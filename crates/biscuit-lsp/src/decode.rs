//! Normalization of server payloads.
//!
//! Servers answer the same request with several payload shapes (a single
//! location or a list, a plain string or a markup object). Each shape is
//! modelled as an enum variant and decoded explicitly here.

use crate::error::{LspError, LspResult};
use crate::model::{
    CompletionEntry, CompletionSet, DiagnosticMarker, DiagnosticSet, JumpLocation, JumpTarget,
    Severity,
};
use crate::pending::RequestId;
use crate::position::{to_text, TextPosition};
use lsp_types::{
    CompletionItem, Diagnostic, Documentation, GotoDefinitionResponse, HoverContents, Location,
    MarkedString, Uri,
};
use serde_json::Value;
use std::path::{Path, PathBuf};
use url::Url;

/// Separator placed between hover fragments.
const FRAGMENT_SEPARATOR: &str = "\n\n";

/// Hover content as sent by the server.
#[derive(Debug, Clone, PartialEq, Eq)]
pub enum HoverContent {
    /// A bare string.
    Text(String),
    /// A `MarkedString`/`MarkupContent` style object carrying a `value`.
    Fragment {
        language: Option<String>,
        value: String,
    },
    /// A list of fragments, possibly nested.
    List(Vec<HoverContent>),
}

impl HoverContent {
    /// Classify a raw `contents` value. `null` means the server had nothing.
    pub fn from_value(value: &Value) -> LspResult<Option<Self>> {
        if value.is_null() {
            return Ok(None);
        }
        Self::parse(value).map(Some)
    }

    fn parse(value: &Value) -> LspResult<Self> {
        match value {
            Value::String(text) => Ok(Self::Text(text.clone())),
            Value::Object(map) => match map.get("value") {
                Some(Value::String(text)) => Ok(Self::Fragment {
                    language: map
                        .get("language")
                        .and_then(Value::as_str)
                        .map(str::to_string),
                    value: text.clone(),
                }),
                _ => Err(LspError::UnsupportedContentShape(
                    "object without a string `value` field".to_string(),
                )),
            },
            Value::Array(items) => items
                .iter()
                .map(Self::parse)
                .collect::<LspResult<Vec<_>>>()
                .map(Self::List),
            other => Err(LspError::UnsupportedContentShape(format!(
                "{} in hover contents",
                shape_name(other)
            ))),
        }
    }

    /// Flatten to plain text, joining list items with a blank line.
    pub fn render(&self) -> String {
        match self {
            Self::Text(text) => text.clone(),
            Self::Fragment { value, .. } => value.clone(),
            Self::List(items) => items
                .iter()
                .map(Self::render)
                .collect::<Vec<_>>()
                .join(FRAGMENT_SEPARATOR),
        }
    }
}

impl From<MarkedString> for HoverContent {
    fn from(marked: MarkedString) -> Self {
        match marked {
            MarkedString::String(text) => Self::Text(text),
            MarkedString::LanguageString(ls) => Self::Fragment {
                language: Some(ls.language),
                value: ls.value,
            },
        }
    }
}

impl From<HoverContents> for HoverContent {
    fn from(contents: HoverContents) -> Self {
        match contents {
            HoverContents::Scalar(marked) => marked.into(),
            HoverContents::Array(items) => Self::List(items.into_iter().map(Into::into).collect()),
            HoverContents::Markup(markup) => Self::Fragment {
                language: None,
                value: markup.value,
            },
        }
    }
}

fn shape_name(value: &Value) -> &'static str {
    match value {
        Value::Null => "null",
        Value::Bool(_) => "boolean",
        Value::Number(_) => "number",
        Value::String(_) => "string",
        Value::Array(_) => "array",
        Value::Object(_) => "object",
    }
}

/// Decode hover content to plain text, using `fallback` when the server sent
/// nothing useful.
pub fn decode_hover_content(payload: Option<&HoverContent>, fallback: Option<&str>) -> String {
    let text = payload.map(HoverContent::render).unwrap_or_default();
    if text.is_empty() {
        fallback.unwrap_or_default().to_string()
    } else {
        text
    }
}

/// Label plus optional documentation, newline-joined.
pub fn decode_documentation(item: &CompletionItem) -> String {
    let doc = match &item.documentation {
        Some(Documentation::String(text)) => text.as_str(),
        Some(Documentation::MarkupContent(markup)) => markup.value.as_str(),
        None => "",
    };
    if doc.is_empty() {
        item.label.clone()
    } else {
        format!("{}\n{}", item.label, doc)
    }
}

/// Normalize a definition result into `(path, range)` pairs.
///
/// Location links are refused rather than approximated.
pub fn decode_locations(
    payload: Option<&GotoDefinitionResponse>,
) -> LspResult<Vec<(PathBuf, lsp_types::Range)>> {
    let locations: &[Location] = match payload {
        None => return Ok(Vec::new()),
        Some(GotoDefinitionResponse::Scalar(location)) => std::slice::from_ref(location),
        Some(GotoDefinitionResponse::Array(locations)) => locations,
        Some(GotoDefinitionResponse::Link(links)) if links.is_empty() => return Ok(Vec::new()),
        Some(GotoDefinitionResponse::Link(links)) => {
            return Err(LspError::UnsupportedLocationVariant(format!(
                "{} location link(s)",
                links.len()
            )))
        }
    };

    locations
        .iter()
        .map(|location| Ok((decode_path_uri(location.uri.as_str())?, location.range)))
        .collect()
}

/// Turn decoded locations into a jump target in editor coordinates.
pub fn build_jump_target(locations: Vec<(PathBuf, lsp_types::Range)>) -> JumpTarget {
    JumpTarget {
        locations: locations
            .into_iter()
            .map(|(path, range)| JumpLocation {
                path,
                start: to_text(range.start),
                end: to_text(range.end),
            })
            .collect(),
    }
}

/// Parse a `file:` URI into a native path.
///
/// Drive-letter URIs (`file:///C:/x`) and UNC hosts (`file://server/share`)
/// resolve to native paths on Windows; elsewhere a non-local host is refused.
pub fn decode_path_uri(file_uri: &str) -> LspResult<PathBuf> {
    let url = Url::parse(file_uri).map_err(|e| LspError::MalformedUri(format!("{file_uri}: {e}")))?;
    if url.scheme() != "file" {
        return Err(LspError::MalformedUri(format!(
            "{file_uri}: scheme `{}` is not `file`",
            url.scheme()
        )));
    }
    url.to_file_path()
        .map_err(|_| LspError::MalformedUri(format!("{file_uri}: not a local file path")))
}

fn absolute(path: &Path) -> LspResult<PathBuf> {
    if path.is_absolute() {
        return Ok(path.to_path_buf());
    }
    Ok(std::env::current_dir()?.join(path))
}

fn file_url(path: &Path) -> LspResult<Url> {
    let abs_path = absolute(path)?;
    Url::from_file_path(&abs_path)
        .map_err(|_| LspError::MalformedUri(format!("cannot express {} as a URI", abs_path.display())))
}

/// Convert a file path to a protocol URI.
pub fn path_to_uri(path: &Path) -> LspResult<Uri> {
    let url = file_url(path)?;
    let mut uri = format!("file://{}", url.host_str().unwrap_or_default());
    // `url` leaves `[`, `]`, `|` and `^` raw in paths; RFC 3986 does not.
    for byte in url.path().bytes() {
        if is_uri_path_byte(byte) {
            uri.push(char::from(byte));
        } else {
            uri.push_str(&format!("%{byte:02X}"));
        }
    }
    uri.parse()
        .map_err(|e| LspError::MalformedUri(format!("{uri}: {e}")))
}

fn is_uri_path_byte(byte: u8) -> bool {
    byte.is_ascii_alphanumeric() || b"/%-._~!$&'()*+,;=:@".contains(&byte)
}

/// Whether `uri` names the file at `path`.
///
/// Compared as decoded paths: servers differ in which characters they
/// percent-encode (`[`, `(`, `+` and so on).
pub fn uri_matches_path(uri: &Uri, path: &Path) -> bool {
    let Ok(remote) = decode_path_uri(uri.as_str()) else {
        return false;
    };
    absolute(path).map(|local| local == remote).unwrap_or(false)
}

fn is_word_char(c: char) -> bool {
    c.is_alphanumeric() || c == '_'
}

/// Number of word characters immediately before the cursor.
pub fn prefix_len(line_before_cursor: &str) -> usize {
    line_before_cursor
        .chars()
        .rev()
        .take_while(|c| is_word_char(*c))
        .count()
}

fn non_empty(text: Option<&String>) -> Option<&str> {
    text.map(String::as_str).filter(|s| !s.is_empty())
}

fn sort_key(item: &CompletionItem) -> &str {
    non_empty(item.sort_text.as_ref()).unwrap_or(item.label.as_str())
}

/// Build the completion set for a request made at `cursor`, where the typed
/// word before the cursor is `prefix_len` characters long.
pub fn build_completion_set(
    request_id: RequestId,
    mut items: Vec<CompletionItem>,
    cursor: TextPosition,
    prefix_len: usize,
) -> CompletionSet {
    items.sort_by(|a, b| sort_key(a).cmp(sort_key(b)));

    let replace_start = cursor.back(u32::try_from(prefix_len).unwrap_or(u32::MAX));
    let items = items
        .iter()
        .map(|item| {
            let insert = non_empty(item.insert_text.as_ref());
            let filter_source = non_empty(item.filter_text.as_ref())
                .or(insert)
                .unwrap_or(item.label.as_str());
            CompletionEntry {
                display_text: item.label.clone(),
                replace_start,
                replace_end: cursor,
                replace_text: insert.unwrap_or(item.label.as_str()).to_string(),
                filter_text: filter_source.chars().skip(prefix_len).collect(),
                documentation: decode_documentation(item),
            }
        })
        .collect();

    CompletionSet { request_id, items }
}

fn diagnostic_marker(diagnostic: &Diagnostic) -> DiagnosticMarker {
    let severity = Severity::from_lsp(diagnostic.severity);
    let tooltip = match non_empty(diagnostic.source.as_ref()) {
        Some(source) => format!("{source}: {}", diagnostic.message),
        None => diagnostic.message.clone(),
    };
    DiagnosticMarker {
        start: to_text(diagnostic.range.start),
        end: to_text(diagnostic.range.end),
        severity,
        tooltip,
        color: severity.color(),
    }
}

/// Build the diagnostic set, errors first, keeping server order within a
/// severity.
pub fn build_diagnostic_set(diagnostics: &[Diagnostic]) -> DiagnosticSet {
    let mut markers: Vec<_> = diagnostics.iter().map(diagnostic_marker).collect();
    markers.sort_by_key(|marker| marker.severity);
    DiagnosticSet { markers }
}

• [BRIEF]: Using the material above, tally the lines that hold the string "tooltip". Reply with the number alone.

• [PROBLEM SOLUTION]: 2